Today, the media-buying “trading desk” is increasingly being brought in-house rather than being managed by a hired advertising agency.
In order to know how these shifts will affect the way marketers engage with the programmatic advertising ecosystem, it’s helpful to have an overview of the players and their roles.
Programmatic advertising is a complex ecosystem of cooperative players directing the flow of data and transactions. Here’s a simple step-by-step breakdown of how it works:
- A visitor clicks on a website or a mobile app
- A request is sent to an ad exchange with information on the website/app along with opted-in visitor data (i.e., demographic, contextual, behavioral, device, ONLY if a user has given tracking permission)

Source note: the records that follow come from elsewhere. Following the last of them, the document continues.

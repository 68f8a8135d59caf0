//! API Module
//!
//! HTTP handlers and routing for the book catalog REST API.
//!
//! # Endpoints
//! - `/api/v1/books[/:id]` - Book CRUD without the availability flag
//! - `/api/v2/books[/:id]` - Book CRUD with the availability flag
//! - `POST /api/auth/login` - Issue a bearer token
//! - `GET /api/service-instance` - Service instance tag
//! - `GET /stats` - Cache statistics
//! - `GET /health` - Health check endpoint

pub mod books_v1;
pub mod books_v2;
mod extract;
pub mod handlers;
pub mod routes;
mod timing;

pub use extract::ApiJson;
pub use handlers::*;
pub use routes::create_router;
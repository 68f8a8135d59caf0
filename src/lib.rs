//! Book Catalog - A CRUD service with a cached book list
//!
//! Reads of the full list go through a single time-bounded cache slot; every
//! write goes to the store and then invalidates that slot.

pub mod api;
pub mod auth;
pub mod cache;
pub mod config;
pub mod error;
pub mod models;
pub mod service;
pub mod store;
pub mod tasks;

pub use api::AppState;
pub use config::Config;
pub use service::{BookService, CatalogService};
pub use tasks::spawn_cache_cleanup_task;
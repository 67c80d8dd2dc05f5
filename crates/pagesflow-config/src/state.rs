//! Site state management
//!
//! Manages `state.json` in the config directory, which records whether the
//! static site has been generated and how the last deploy ended, and the
//! `deploy.lock` file that keeps generate and deploy runs from overlapping.

use crate::error::{ConfigError, Result};
use chrono::{DateTime, Utc};
use serde::{Deserialize, Serialize};
use std::path::{Path, PathBuf};
use tokio::fs;
use tokio::io::AsyncWriteExt;

const STATE_VERSION: u32 = 1;
const STATE_FILE: &str = "state.json";
const STATE_BACKUP: &str = "state.json.backup";
const LOCK_FILE: &str = "deploy.lock";

/// Locks older than this are considered abandoned
const STALE_LOCK_HOURS: i64 = 1;

#[derive(Debug, Clone, Serialize, Deserialize)]
pub struct SiteState {
    pub version: u32,

    /// Set after a successful static generation; deploy is offered only then
    #[serde(default)]
    pub generation_completed: bool,

    #[serde(default)]
    pub generated_at: Option<DateTime<Utc>>,

    /// Base URL the last generation crawled
    #[serde(default)]
    pub base_url: Option<String>,

    #[serde(default)]
    pub last_deploy: Option<DeployRecord>,
}

impl Default for SiteState {
    fn default() -> Self {
        Self {
            version: STATE_VERSION,
            generation_completed: false,
            generated_at: None,
            base_url: None,
            last_deploy: None,
        }
    }
}

impl SiteState {
    pub fn new() -> Self {
        Self::default()
    }

    pub fn mark_generated(&mut self, base_url: impl Into<String>) {
        self.generation_completed = true;
        self.generated_at = Some(Utc::now());
        self.base_url = Some(base_url.into());
    }

    pub fn clear_generated(&mut self) {
        self.generation_completed = false;
        self.generated_at = None;
    }

    pub fn record_deploy(&mut self, record: DeployRecord) {
        self.last_deploy = Some(record);
    }
}

/// Summary of one deploy attempt
#[derive(Debug, Clone, PartialEq, Eq, Serialize, Deserialize)]
pub struct DeployRecord {
    pub at: DateTime<Utc>,
    pub project_name: String,
    pub success: bool,
    pub exit_code: i32,
    pub kind: String,
}

impl DeployRecord {
    pub fn now(
        project_name: impl Into<String>,
        success: bool,
        exit_code: i32,
        kind: impl ToString,
    ) -> Self {
        Self {
            at: Utc::now(),
            project_name: project_name.into(),
            success,
            exit_code,
            kind: kind.to_string(),
        }
    }
}

/// State manager for reading/writing the state file
pub struct StateManager {
    dir: PathBuf,
}

impl StateManager {
    pub fn new(dir: impl AsRef<Path>) -> Self {
        Self {
            dir: dir.as_ref().to_path_buf(),
        }
    }

    fn state_path(&self) -> PathBuf {
        self.dir.join(STATE_FILE)
    }

    fn backup_path(&self) -> PathBuf {
        self.dir.join(STATE_BACKUP)
    }

    fn lock_path(&self) -> PathBuf {
        self.dir.join(LOCK_FILE)
    }

    async fn ensure_dir(&self) -> Result<()> {
        if !self.dir.exists() {
            fs::create_dir_all(&self.dir).await?;
            tracing::debug!("Created state directory: {}", self.dir.display());
        }
        Ok(())
    }

    /// Load the current state
    pub async fn load(&self) -> Result<SiteState> {
        let path = self.state_path();
        if !path.exists() {
            tracing::debug!("State file not found, returning empty state");
            return Ok(SiteState::new());
        }

        let content = fs::read_to_string(&path).await?;
        let state: SiteState = serde_json::from_str(&content)?;

        if state.version > STATE_VERSION {
            return Err(ConfigError::UnsupportedStateVersion {
                found: state.version,
                supported: STATE_VERSION,
            });
        }

        Ok(state)
    }

    /// Save the state, keeping the previous file as a backup
    pub async fn save(&self, state: &SiteState) -> Result<()> {
        self.ensure_dir().await?;

        let path = self.state_path();
        let backup = self.backup_path();

        if path.exists() {
            if backup.exists() {
                fs::remove_file(&backup).await?;
            }
            fs::rename(&path, &backup).await?;
        }

        let content = serde_json::to_string_pretty(state)?;
        fs::write(&path, content).await?;

        tracing::debug!("Saved site state");
        Ok(())
    }

    /// Acquire the deploy lock
    ///
    /// The lock file is created exclusively, so at most one caller wins.
    /// Fails while another process holds a lock younger than one hour; an
    /// older lock is removed and creation is retried once.
    pub async fn acquire_lock(&self) -> Result<DeployLock> {
        self.ensure_dir().await?;

        let lock_path = self.lock_path();

        match self.create_lock_file(&lock_path).await {
            Ok(lock) => return Ok(lock),
            Err(ConfigError::Io(e)) if e.kind() == std::io::ErrorKind::AlreadyExists => {}
            Err(e) => return Err(e),
        }

        let existing = self.read_lock_info(&lock_path).await?;
        let age = Utc::now().signed_duration_since(existing.acquired_at);
        if age.num_hours() < STALE_LOCK_HOURS {
            return Err(ConfigError::DeployLocked {
                holder: existing.holder,
                since: existing.acquired_at.to_rfc3339(),
            });
        }

        tracing::warn!("Removing stale deploy lock from {}", existing.holder);
        match fs::remove_file(&lock_path).await {
            Ok(()) => {}
            Err(e) if e.kind() == std::io::ErrorKind::NotFound => {}
            Err(e) => return Err(e.into()),
        }

        match self.create_lock_file(&lock_path).await {
            Err(ConfigError::Io(e)) if e.kind() == std::io::ErrorKind::AlreadyExists => {
                let current = self.read_lock_info(&lock_path).await?;
                Err(ConfigError::DeployLocked {
                    holder: current.holder,
                    since: current.acquired_at.to_rfc3339(),
                })
            }
            other => other,
        }
    }

    async fn create_lock_file(&self, lock_path: &Path) -> Result<DeployLock> {
        let mut file = fs::OpenOptions::new()
            .write(true)
            .create_new(true)
            .open(lock_path)
            .await?;

        // Drop removes the file again if writing fails
        let lock = DeployLock {
            lock_path: lock_path.to_path_buf(),
            released: false,
        };

        let lock_info = LockInfo {
            holder: format!(
                "{}:{}",
                std::env::var("HOSTNAME")
                    .or_else(|_| std::env::var("HOST"))
                    .unwrap_or_else(|_| "unknown".to_string()),
                std::process::id()
            ),
            acquired_at: Utc::now(),
        };

        let content = serde_json::to_string_pretty(&lock_info)?;
        file.write_all(content.as_bytes()).await?;
        file.flush().await?;

        tracing::debug!("Acquired deploy lock");
        Ok(lock)
    }

    /// Read an existing lock
    ///
    /// A lock that cannot be parsed (for example one still being written)
    /// is dated by the file's modification time.
    async fn read_lock_info(&self, lock_path: &Path) -> Result<LockInfo> {
        let content = match fs::read_to_string(lock_path).await {
            Ok(content) => content,
            Err(e) if e.kind() == std::io::ErrorKind::NotFound => String::new(),
            Err(e) => return Err(e.into()),
        };

        if let Ok(info) = serde_json::from_str::<LockInfo>(&content) {
            return Ok(info);
        }

        let acquired_at = match fs::metadata(lock_path).await {
            Ok(metadata) => metadata.modified().map(DateTime::<Utc>::from)?,
            Err(e) if e.kind() == std::io::ErrorKind::NotFound => Utc::now(),
            Err(e) => return Err(e.into()),
        };

        Ok(LockInfo {
            holder: "unknown".to_string(),
            acquired_at,
        })
    }
}

#[derive(Debug, Serialize, Deserialize)]
struct LockInfo {
    holder: String,
    acquired_at: DateTime<Utc>,
}

/// RAII guard for the deploy lock
pub struct DeployLock {
    lock_path: PathBuf,
    released: bool,
}

impl DeployLock {
    pub async fn release(mut self) -> Result<()> {
        if !self.released {
            if self.lock_path.exists() {
                fs::remove_file(&self.lock_path).await?;
                tracing::debug!("Released deploy lock");
            }
            self.released = true;
        }
        Ok(())
    }
}

impl Drop for DeployLock {
    fn drop(&mut self) {
        if !self.released && self.lock_path.exists() {
            let _ = std::fs::remove_file(&self.lock_path);
        }
    }
}
//! Cloudflare連携設定 (pagesflow.cloudflare_sync)

use crate::error::{ConfigError, Result};
use serde::{Deserialize, Serialize};

pub const ACCOUNT_ID_KEY: &str = "cloudflare_account_id";
pub const API_TOKEN_KEY: &str = "cloudflare_api_token";
pub const PROJECT_NAME_KEY: &str = "cloudflare_project_name";

/// 保存値より優先される環境変数
pub const ACCOUNT_ID_ENV: &str = "CLOUDFLARE_ACCOUNT_ID";
pub const API_TOKEN_ENV: &str = "CLOUDFLARE_API_TOKEN";
pub const PROJECT_NAME_ENV: &str = "CLOUDFLARE_PROJECT_NAME";

/// Cloudflare Pagesへのデプロイに使う3つの設定値
#[derive(Clone, Default, PartialEq, Eq, Serialize, Deserialize)]
pub struct SyncSettings {
    #[serde(default, skip_serializing_if = "Option::is_none")]
    pub cloudflare_account_id: Option<String>,
    #[serde(default, skip_serializing_if = "Option::is_none")]
    pub cloudflare_api_token: Option<String>,
    #[serde(default, skip_serializing_if = "Option::is_none")]
    pub cloudflare_project_name: Option<String>,
}

impl SyncSettings {
    /// 入力値から設定を作成（3項目とも必須）
    pub fn new(
        account_id: impl Into<String>,
        api_token: impl Into<String>,
        project_name: impl Into<String>,
    ) -> Result<Self> {
        let settings = Self {
            cloudflare_account_id: Some(account_id.into()),
            cloudflare_api_token: Some(api_token.into()),
            cloudflare_project_name: Some(project_name.into()),
        };

        if let Some(key) = settings.missing().first().copied() {
            return Err(ConfigError::RequiredField(key));
        }

        Ok(settings)
    }

    /// 環境変数が設定されていれば保存値を上書き
    pub fn with_env_overrides(mut self) -> Self {
        let from_env = |name: &str| {
            std::env::var(name)
                .ok()
                .filter(|v| !v.trim().is_empty())
        };

        if let Some(v) = from_env(ACCOUNT_ID_ENV) {
            self.cloudflare_account_id = Some(v);
        }
        if let Some(v) = from_env(API_TOKEN_ENV) {
            self.cloudflare_api_token = Some(v);
        }
        if let Some(v) = from_env(PROJECT_NAME_ENV) {
            self.cloudflare_project_name = Some(v);
        }
        self
    }

    /// 未入力の項目のキー
    pub fn missing(&self) -> Vec<&'static str> {
        let blank = |v: &Option<String>| v.as_deref().is_none_or(|s| s.trim().is_empty());

        let mut missing = Vec::new();
        if blank(&self.cloudflare_account_id) {
            missing.push(ACCOUNT_ID_KEY);
        }
        if blank(&self.cloudflare_api_token) {
            missing.push(API_TOKEN_KEY);
        }
        if blank(&self.cloudflare_project_name) {
            missing.push(PROJECT_NAME_KEY);
        }
        missing
    }

    /// 表示用にマスクしたAPIトークン
    pub fn masked_api_token(&self) -> Option<String> {
        self.cloudflare_api_token.as_deref().map(mask_secret)
    }
}

impl std::fmt::Debug for SyncSettings {
    fn fmt(&self, f: &mut std::fmt::Formatter<'_>) -> std::fmt::Result {
        f.debug_struct("SyncSettings")
            .field("cloudflare_account_id", &self.cloudflare_account_id)
            .field("cloudflare_api_token", &self.masked_api_token())
            .field("cloudflare_project_name", &self.cloudflare_project_name)
            .finish()
    }
}

/// 末尾4文字以外を伏せる（短い値は全て伏せる）
pub fn mask_secret(secret: &str) -> String {
    let chars: Vec<char> = secret.chars().collect();
    if chars.len() <= 8 {
        return "********".to_string();
    }
    let tail: String = chars[chars.len() - 4..].iter().collect();
    format!("********{}", tail)
}

#[cfg(test)]
mod tests {
    use super::*;
    use serial_test::serial;

    #[test]
    fn test_new_requires_all_fields() {
        assert!(SyncSettings::new("acc1", "tok1", "proj1").is_ok());

        let err = SyncSettings::new("acc1", "", "proj1").unwrap_err();
        assert!(matches!(err, ConfigError::RequiredField(API_TOKEN_KEY)));

        let err = SyncSettings::new("acc1", "tok1", "   ").unwrap_err();
        assert!(matches!(err, ConfigError::RequiredField(PROJECT_NAME_KEY)));
    }

    #[test]
    fn test_missing_on_default() {
        assert_eq!(
            SyncSettings::default().missing(),
            vec![ACCOUNT_ID_KEY, API_TOKEN_KEY, PROJECT_NAME_KEY]
        );
    }

    #[test]
    #[serial]
    fn test_env_overrides_stored_values() {
        let stored = SyncSettings::new("acc1", "tok1", "proj1").unwrap();

        temp_env::with_vars(
            [
                (ACCOUNT_ID_ENV, Some("acc-env")),
                (API_TOKEN_ENV, None),
                (PROJECT_NAME_ENV, Some("")),
            ],
            || {
                let settings = stored.clone().with_env_overrides();
                assert_eq!(settings.cloudflare_account_id.as_deref(), Some("acc-env"));
                assert_eq!(settings.cloudflare_api_token.as_deref(), Some("tok1"));
                // 空の環境変数は無視
                assert_eq!(settings.cloudflare_project_name.as_deref(), Some("proj1"));
            },
        );
    }

    #[test]
    fn test_mask_secret() {
        assert_eq!(mask_secret("short"), "********");
        assert_eq!(mask_secret("abcdefghijkl"), "********ijkl");
    }

    #[test]
    fn test_debug_masks_token() {
        let settings = SyncSettings::new("acc1", "super-secret-token", "proj1").unwrap();
        let debug = format!("{:?}", settings);
        assert!(!debug.contains("super-secret-token"));
        assert!(debug.contains("oken"));
    }
}
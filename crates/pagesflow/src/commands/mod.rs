pub mod check;
pub mod config;
pub mod deploy;
pub mod generate;
pub mod status;
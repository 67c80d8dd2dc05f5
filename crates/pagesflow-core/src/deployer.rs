//! Deploy orchestration
//!
//! Builds the publishing tool invocation from a [`DeployConfig`], runs it
//! once through a [`ProcessRunner`] and turns the result into a
//! [`DeployOutcome`].

use crate::config::DeployConfig;
use crate::error::{Result, RunError};
use crate::invocation::{Invocation, PublishTool};
use crate::message::MessageSink;
use crate::outcome::{DeployOutcome, OutcomeKind, SPAWN_FAILURE_EXIT_CODE};
use crate::runner::{ProcessOutput, ProcessRunner};
use std::sync::Arc;
use std::time::Duration;

pub struct Deployer<R> {
    runner: R,
    tool: PublishTool,
    sink: Arc<dyn MessageSink>,
    timeout: Option<Duration>,
}

impl<R: ProcessRunner> Deployer<R> {
    pub fn new(runner: R, tool: PublishTool, sink: Arc<dyn MessageSink>) -> Self {
        Self {
            runner,
            tool,
            sink,
            timeout: None,
        }
    }

    /// Kill the publishing tool if it runs longer than `timeout`
    pub fn with_timeout(mut self, timeout: Option<Duration>) -> Self {
        self.timeout = timeout;
        self
    }

    pub fn tool(&self) -> &PublishTool {
        &self.tool
    }

    /// The invocation [`Deployer::deploy`] would run for `config`
    pub fn invocation(&self, config: &DeployConfig) -> Invocation {
        self.tool.invocation(config).with_timeout(self.timeout)
    }

    /// Upload `config.content_path` to the configured Pages project
    ///
    /// Returns `Err` only when a required setting is empty, in which case
    /// no process is started. Every other result, including a failed
    /// upload, is an `Ok(DeployOutcome)`. The runner is called exactly once.
    pub async fn deploy(&self, config: &DeployConfig) -> Result<DeployOutcome> {
        config.validate()?;

        let invocation = self.invocation(config);
        tracing::info!(
            project = %config.project_name,
            "Publishing {} to Cloudflare Pages",
            config.content_path.display()
        );
        tracing::debug!("Running: {}", invocation.command_line());

        let outcome = match self.runner.run(&invocation).await {
            Ok(output) => classify(&invocation, output),
            Err(e) => from_run_error(e),
        };

        let outcome = DeployOutcome {
            message: config.api_token.scrub(&outcome.message),
            raw_output: config.api_token.scrub(&outcome.raw_output),
            ..outcome
        };

        if outcome.success {
            tracing::info!("Deploy finished: {}", outcome.kind);
            self.sink.status(&outcome.message);
        } else {
            tracing::warn!(
                exit_code = outcome.exit_code,
                "Deploy failed: {}",
                outcome.kind
            );
            self.sink.error(&outcome.message);
        }

        Ok(outcome)
    }
}

fn classify(invocation: &Invocation, output: ProcessOutput) -> DeployOutcome {
    match output.exit_code {
        Some(0) => DeployOutcome::succeeded(output.output),
        Some(code) => {
            let diagnostic = with_output(
                format!("`{}` exited with code {}", invocation.command_line(), code),
                &output.output,
            );
            DeployOutcome::failed(OutcomeKind::DeploymentError, &diagnostic, code, output.output)
        }
        None => {
            let diagnostic = with_output(
                format!("`{}` was terminated by a signal", invocation.command_line()),
                &output.output,
            );
            DeployOutcome::failed(
                OutcomeKind::DeploymentError,
                &diagnostic,
                SPAWN_FAILURE_EXIT_CODE,
                output.output,
            )
        }
    }
}

fn from_run_error(error: RunError) -> DeployOutcome {
    let kind = match error {
        RunError::Timeout { .. } => OutcomeKind::Timeout,
        RunError::Interrupted { .. } => OutcomeKind::DeploymentError,
        RunError::Spawn { .. } | RunError::Wait { .. } => OutcomeKind::SpawnError,
    };
    DeployOutcome::failed(kind, &error.to_string(), SPAWN_FAILURE_EXIT_CODE, "")
}

fn with_output(summary: String, output: &str) -> String {
    let output = output.trim_end();
    if output.is_empty() {
        summary
    } else {
        format!("{}\n\n{}", summary, output)
    }
}

#[cfg(test)]
mod tests {
    use super::*;
    use crate::error::DeployError;
    use crate::invocation::{ACCOUNT_ID_ENV, API_TOKEN_ENV};
    use crate::message::{MemorySink, MessageLevel};
    use async_trait::async_trait;
    use std::sync::Mutex;

    type Respond = Box<dyn Fn() -> std::result::Result<ProcessOutput, RunError> + Send + Sync>;

    struct StubRunner {
        calls: Mutex<Vec<Invocation>>,
        respond: Respond,
    }

    impl StubRunner {
        fn new(respond: Respond) -> Self {
            Self {
                calls: Mutex::new(Vec::new()),
                respond,
            }
        }

        fn exiting(code: i32, output: &'static str) -> Self {
            Self::new(Box::new(move || Ok(ProcessOutput::new(Some(code), output))))
        }

        fn calls(&self) -> Vec<Invocation> {
            self.calls.lock().unwrap().clone()
        }
    }

    #[async_trait]
    impl ProcessRunner for StubRunner {
        async fn run(
            &self,
            invocation: &Invocation,
        ) -> std::result::Result<ProcessOutput, RunError> {
            self.calls.lock().unwrap().push(invocation.clone());
            (self.respond)()
        }
    }

    fn config() -> DeployConfig {
        DeployConfig::new("acc1", "tok1", "proj1", "/tmp/site")
    }

    fn deployer(runner: Arc<StubRunner>) -> (Deployer<Arc<StubRunner>>, Arc<MemorySink>) {
        let sink = Arc::new(MemorySink::new());
        let deployer = Deployer::new(runner, PublishTool::wrangler(), sink.clone());
        (deployer, sink)
    }

    #[tokio::test]
    async fn test_empty_setting_is_configuration_error_without_spawn() {
        let runner = Arc::new(StubRunner::exiting(0, ""));
        let (deployer, _sink) = deployer(runner.clone());

        let cases = [
            DeployConfig::new("", "tok1", "proj1", "/tmp/site"),
            DeployConfig::new("acc1", "", "proj1", "/tmp/site"),
            DeployConfig::new("acc1", "tok1", "", "/tmp/site"),
            DeployConfig::new("acc1", "tok1", "proj1", ""),
        ];

        for config in cases {
            let result = deployer.deploy(&config).await;
            assert!(matches!(result, Err(DeployError::MissingSetting(_))));
        }
        assert!(runner.calls().is_empty());
    }

    #[tokio::test]
    async fn test_exit_zero_is_success() {
        let runner = Arc::new(StubRunner::exiting(0, "✨ Success"));
        let (deployer, sink) = deployer(runner.clone());

        let outcome = deployer.deploy(&config()).await.unwrap();

        assert!(outcome.success);
        assert_eq!(outcome.exit_code, 0);
        assert_eq!(outcome.raw_output, "✨ Success");
        assert_eq!(outcome.kind, OutcomeKind::Success);
        assert!(outcome.message.contains("Successfully published"));
        assert_eq!(
            sink.messages(),
            vec![(MessageLevel::Status, outcome.message.clone())]
        );
    }

    #[tokio::test]
    async fn test_non_zero_exit_is_deployment_error() {
        let runner = Arc::new(StubRunner::exiting(1, "✘ [ERROR] Project not found"));
        let (deployer, sink) = deployer(runner);

        let outcome = deployer.deploy(&config()).await.unwrap();

        assert!(!outcome.success);
        assert_eq!(outcome.exit_code, 1);
        assert_eq!(outcome.kind, OutcomeKind::DeploymentError);
        assert!(outcome.message.contains("Failed to publish"));
        assert!(outcome.message.contains("Project not found"));
        assert_eq!(sink.messages()[0].0, MessageLevel::Error);
    }

    #[tokio::test]
    async fn test_spawn_failure_uses_sentinel_exit_code() {
        let runner = Arc::new(StubRunner::new(Box::new(|| {
            Err(RunError::Spawn {
                program: "npx".to_string(),
                source: std::io::Error::new(std::io::ErrorKind::NotFound, "No such file"),
            })
        })));
        let (deployer, _sink) = deployer(runner);

        let outcome = deployer.deploy(&config()).await.unwrap();

        assert!(!outcome.success);
        assert_eq!(outcome.kind, OutcomeKind::SpawnError);
        assert_eq!(outcome.exit_code, SPAWN_FAILURE_EXIT_CODE);
        assert!(outcome.message.contains("No such file"));
    }

    #[tokio::test]
    async fn test_timeout_is_reported() {
        let runner = Arc::new(StubRunner::new(Box::new(|| {
            Err(RunError::Timeout {
                program: "npx".to_string(),
                after: Duration::from_secs(5),
            })
        })));
        let (deployer, _sink) = deployer(runner.clone());
        let deployer = deployer.with_timeout(Some(Duration::from_secs(5)));

        let outcome = deployer.deploy(&config()).await.unwrap();

        assert_eq!(outcome.kind, OutcomeKind::Timeout);
        assert_eq!(outcome.exit_code, SPAWN_FAILURE_EXIT_CODE);
        assert_eq!(runner.calls()[0].timeout, Some(Duration::from_secs(5)));
    }

    #[tokio::test]
    async fn test_interrupted_run_is_deployment_error() {
        let runner = Arc::new(StubRunner::new(Box::new(|| {
            Err(RunError::Interrupted {
                program: "npx".to_string(),
            })
        })));
        let (deployer, _sink) = deployer(runner);

        let outcome = deployer.deploy(&config()).await.unwrap();

        assert!(!outcome.success);
        assert_eq!(outcome.kind, OutcomeKind::DeploymentError);
        assert_eq!(outcome.exit_code, SPAWN_FAILURE_EXIT_CODE);
        assert!(outcome.message.contains("interrupted"));
    }

    #[tokio::test]
    async fn test_credentials_go_to_env_only() {
        let runner = Arc::new(StubRunner::exiting(0, ""));
        let (deployer, _sink) = deployer(runner.clone());

        deployer.deploy(&config()).await.unwrap();

        let calls = runner.calls();
        let invocation = &calls[0];
        assert_eq!(invocation.env_value(ACCOUNT_ID_ENV), Some("acc1"));
        assert_eq!(invocation.env_value(API_TOKEN_ENV), Some("tok1"));
        assert!(invocation.args.iter().any(|a| a.contains("proj1")));
        assert!(invocation.args.iter().any(|a| a == "/tmp/site"));
        assert!(invocation.args.iter().all(|a| !a.contains("tok1")));
    }

    #[tokio::test]
    async fn test_each_deploy_spawns_once() {
        let runner = Arc::new(StubRunner::exiting(1, ""));
        let (deployer, _sink) = deployer(runner.clone());

        deployer.deploy(&config()).await.unwrap();
        deployer.deploy(&config()).await.unwrap();

        assert_eq!(runner.calls().len(), 2);
    }

    #[tokio::test]
    async fn test_token_is_scrubbed_from_output() {
        let runner = Arc::new(StubRunner::exiting(1, "Authentication error for token tok1"));
        let (deployer, sink) = deployer(runner);

        let outcome = deployer.deploy(&config()).await.unwrap();

        assert!(!outcome.raw_output.contains("tok1"));
        assert!(!outcome.message.contains("tok1"));
        assert!(sink.messages().iter().all(|(_, text)| !text.contains("tok1")));
    }

    #[tokio::test]
    async fn test_signal_termination_is_failure() {
        let runner = Arc::new(StubRunner::new(Box::new(|| {
            Ok(ProcessOutput::new(None, "partial upload"))
        })));
        let (deployer, _sink) = deployer(runner);

        let outcome = deployer.deploy(&config()).await.unwrap();

        assert!(!outcome.success);
        assert_eq!(outcome.kind, OutcomeKind::DeploymentError);
        assert_eq!(outcome.exit_code, SPAWN_FAILURE_EXIT_CODE);
        assert_eq!(outcome.raw_output, "partial upload");
    }
}
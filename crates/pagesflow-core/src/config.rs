//! Deploy settings as seen by the deployer

use crate::error::{DeployError, Result};
use std::fmt;
use std::path::PathBuf;

/// Cloudflare API token
///
/// `Debug` and `Display` never print the value. Use [`ApiToken::expose`]
/// at the single place the token is handed to a child process.
#[derive(Clone, PartialEq, Eq, Default)]
pub struct ApiToken(String);

impl ApiToken {
    pub const REDACTED: &'static str = "[REDACTED]";

    pub fn new(value: impl Into<String>) -> Self {
        Self(value.into())
    }

    pub fn expose(&self) -> &str {
        &self.0
    }

    pub fn is_blank(&self) -> bool {
        self.0.trim().is_empty()
    }

    /// Replace every occurrence of the token in `text`
    pub fn scrub(&self, text: &str) -> String {
        if self.is_blank() {
            return text.to_string();
        }
        text.replace(self.0.as_str(), Self::REDACTED)
    }
}

impl fmt::Debug for ApiToken {
    fn fmt(&self, f: &mut fmt::Formatter<'_>) -> fmt::Result {
        f.write_str(Self::REDACTED)
    }
}

impl fmt::Display for ApiToken {
    fn fmt(&self, f: &mut fmt::Formatter<'_>) -> fmt::Result {
        f.write_str(Self::REDACTED)
    }
}

/// One of the settings a deploy needs
#[derive(Debug, Clone, Copy, PartialEq, Eq)]
pub enum Setting {
    AccountId,
    ApiToken,
    ProjectName,
    ContentPath,
}

impl Setting {
    /// Key under which the setting is stored
    pub fn key(&self) -> &'static str {
        match self {
            Setting::AccountId => "cloudflare_account_id",
            Setting::ApiToken => "cloudflare_api_token",
            Setting::ProjectName => "cloudflare_project_name",
            Setting::ContentPath => "static_content_path",
        }
    }
}

impl fmt::Display for Setting {
    fn fmt(&self, f: &mut fmt::Formatter<'_>) -> fmt::Result {
        f.write_str(self.key())
    }
}

/// Everything needed for one upload to Cloudflare Pages
#[derive(Debug, Clone, PartialEq, Eq)]
pub struct DeployConfig {
    pub account_id: String,
    pub api_token: ApiToken,
    pub project_name: String,
    /// Directory whose contents are uploaded
    pub content_path: PathBuf,
}

impl DeployConfig {
    pub fn new(
        account_id: impl Into<String>,
        api_token: impl Into<String>,
        project_name: impl Into<String>,
        content_path: impl Into<PathBuf>,
    ) -> Self {
        Self {
            account_id: account_id.into(),
            api_token: ApiToken::new(api_token),
            project_name: project_name.into(),
            content_path: content_path.into(),
        }
    }

    /// Check that no required setting is empty
    ///
    /// Whitespace-only values count as empty. The first missing setting is
    /// reported, in storage order.
    pub fn validate(&self) -> Result<()> {
        if self.account_id.trim().is_empty() {
            return Err(DeployError::MissingSetting(Setting::AccountId));
        }
        if self.api_token.is_blank() {
            return Err(DeployError::MissingSetting(Setting::ApiToken));
        }
        if self.project_name.trim().is_empty() {
            return Err(DeployError::MissingSetting(Setting::ProjectName));
        }
        if self.content_path.as_os_str().is_empty() {
            return Err(DeployError::MissingSetting(Setting::ContentPath));
        }
        Ok(())
    }
}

- The website/app owner puts the ad impression up for auction on the Supply-Side Platform (SSP)
- The opted-in visitor information is then matched against available advertisers
- Advertisers on the Demand-Side Platform (DSP) offer bids for the impression
- The highest bidder wins the ad impression
- The ad is served on the website/app to the user
- Ideally, the user clicks on the ad and converts. If not, there may be retargeting tactics employed to nudge them toward conversion at a later time (i.e., “sticky” ads)
Let’s take a closer look at the individual players:
An ad exchange is essentially a digital “trading floor” where advertisers can buy space from multiple ad networks through a single platform interface.
Publishers who distribute digital publications—like the Thomson Reuters Corp. or Condé Nast—make their ad inventory available across one or multiple ad exchanges.
An ad network is an aggregator platform that pools unsold ad space from a number of publishers, and offers that inventory to advertisers at a set rate (often discounted). It’s important to note that ad networks do not operate programmatically themselves.
Supply side platforms (SSPs) helps publishers automatically and efficiently manage the selling of their inventory to multiple buyers in order to maximize their inventory yield.
The Demand-Side Platform for media buyers enables advertisers to purchase ad impressions on publisher websites/apps, made available via ad exchanges and networks.
A DSP needs to be connected to a Data Management Platform (DMP). The DSP handles the actual buying of ad space, whereas the DMP is used to sort data and fuel ad-buying decisions.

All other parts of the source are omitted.